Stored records
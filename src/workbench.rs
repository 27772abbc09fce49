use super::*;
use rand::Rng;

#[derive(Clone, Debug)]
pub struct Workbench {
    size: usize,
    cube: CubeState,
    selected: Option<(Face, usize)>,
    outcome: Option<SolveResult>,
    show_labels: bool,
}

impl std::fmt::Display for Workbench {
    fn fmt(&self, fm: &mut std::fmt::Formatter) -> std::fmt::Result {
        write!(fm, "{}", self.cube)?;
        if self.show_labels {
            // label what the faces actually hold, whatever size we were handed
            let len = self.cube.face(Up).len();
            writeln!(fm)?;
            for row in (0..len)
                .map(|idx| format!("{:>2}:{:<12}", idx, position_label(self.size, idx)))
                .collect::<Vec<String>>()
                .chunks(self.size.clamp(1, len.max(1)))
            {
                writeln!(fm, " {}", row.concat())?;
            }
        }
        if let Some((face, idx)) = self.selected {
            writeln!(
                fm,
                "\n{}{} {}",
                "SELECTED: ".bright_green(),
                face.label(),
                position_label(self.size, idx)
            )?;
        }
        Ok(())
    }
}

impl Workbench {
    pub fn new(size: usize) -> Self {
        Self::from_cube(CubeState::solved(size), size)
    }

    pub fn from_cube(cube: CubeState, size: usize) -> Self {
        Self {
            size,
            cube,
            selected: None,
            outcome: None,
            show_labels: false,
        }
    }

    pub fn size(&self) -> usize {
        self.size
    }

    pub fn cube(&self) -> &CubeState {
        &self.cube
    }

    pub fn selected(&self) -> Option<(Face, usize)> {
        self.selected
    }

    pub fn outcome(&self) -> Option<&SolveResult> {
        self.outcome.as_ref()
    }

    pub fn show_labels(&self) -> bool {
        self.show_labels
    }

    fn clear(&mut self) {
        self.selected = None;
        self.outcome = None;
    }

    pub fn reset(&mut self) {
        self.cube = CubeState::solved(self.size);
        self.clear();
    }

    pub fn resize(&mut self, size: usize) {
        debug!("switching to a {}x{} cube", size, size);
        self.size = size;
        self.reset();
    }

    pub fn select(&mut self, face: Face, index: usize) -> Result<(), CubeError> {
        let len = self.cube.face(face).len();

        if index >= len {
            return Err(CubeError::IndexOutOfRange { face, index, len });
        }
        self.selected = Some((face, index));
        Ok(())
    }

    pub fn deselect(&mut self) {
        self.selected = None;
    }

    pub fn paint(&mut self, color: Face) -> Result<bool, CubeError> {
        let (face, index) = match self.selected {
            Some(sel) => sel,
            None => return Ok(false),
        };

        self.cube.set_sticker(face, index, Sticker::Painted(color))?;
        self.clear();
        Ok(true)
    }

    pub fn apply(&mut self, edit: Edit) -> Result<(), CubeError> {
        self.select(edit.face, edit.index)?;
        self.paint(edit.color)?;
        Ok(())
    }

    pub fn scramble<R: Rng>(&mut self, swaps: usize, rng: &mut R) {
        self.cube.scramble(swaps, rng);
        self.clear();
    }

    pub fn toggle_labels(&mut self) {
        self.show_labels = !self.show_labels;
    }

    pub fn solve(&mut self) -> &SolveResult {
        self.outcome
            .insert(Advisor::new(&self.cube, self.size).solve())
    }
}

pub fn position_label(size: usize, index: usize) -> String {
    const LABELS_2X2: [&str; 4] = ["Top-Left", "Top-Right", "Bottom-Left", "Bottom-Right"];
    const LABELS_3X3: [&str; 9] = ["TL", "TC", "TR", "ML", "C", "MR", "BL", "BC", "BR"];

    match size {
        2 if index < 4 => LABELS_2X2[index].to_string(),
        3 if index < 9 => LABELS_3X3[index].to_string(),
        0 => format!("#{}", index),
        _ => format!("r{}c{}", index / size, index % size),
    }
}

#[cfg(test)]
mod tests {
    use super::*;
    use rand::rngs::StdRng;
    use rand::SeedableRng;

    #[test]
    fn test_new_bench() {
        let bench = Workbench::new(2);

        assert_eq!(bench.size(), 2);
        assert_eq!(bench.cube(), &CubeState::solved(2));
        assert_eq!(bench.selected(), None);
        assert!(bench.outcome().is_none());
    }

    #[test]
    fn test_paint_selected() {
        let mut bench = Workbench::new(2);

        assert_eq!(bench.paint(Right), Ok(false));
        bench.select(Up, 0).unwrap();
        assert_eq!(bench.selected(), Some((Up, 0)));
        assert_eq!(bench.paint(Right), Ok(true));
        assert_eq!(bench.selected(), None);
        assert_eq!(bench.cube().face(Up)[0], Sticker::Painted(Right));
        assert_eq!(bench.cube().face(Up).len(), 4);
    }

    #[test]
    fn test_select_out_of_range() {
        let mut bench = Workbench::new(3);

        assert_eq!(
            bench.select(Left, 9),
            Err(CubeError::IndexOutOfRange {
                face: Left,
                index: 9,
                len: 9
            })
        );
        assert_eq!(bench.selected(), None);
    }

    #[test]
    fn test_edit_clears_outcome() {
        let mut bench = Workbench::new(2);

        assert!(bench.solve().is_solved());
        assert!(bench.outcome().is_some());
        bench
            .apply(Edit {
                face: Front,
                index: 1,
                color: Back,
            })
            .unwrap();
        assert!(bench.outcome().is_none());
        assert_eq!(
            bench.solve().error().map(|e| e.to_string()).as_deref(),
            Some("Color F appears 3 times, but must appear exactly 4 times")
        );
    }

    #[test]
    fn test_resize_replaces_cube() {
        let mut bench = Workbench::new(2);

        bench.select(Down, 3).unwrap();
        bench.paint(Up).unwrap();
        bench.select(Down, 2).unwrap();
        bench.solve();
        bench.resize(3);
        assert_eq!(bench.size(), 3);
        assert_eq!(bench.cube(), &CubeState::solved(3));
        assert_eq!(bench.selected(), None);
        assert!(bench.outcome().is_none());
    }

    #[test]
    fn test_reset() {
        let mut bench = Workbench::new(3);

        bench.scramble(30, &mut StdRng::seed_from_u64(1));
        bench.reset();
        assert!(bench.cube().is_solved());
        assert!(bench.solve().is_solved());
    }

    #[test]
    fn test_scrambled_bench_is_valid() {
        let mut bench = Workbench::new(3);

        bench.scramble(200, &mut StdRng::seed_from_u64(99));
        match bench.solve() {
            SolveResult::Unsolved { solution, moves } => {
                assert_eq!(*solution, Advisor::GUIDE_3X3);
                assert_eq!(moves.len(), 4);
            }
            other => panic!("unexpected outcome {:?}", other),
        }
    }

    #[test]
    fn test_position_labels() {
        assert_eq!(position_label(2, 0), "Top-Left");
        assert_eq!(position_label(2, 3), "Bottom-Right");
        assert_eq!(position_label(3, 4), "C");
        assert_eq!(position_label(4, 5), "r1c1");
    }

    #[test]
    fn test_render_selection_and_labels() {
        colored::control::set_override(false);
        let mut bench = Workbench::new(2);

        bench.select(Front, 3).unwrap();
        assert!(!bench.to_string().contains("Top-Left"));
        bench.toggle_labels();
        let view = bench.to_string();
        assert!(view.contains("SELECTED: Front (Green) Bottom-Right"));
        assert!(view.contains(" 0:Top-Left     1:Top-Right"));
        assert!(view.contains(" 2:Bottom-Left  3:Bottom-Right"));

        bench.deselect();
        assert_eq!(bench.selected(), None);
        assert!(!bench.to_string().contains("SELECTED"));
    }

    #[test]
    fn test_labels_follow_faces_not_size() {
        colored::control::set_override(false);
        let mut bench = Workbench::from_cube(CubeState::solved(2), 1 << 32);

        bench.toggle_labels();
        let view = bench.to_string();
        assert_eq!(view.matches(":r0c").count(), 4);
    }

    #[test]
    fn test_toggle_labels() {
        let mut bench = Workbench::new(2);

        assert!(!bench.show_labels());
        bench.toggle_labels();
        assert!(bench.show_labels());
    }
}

TASK | Considering only lines of the records that hold the string "apply", state how many there are and nothing else.

ANSWER TO THE PROBLEM | 2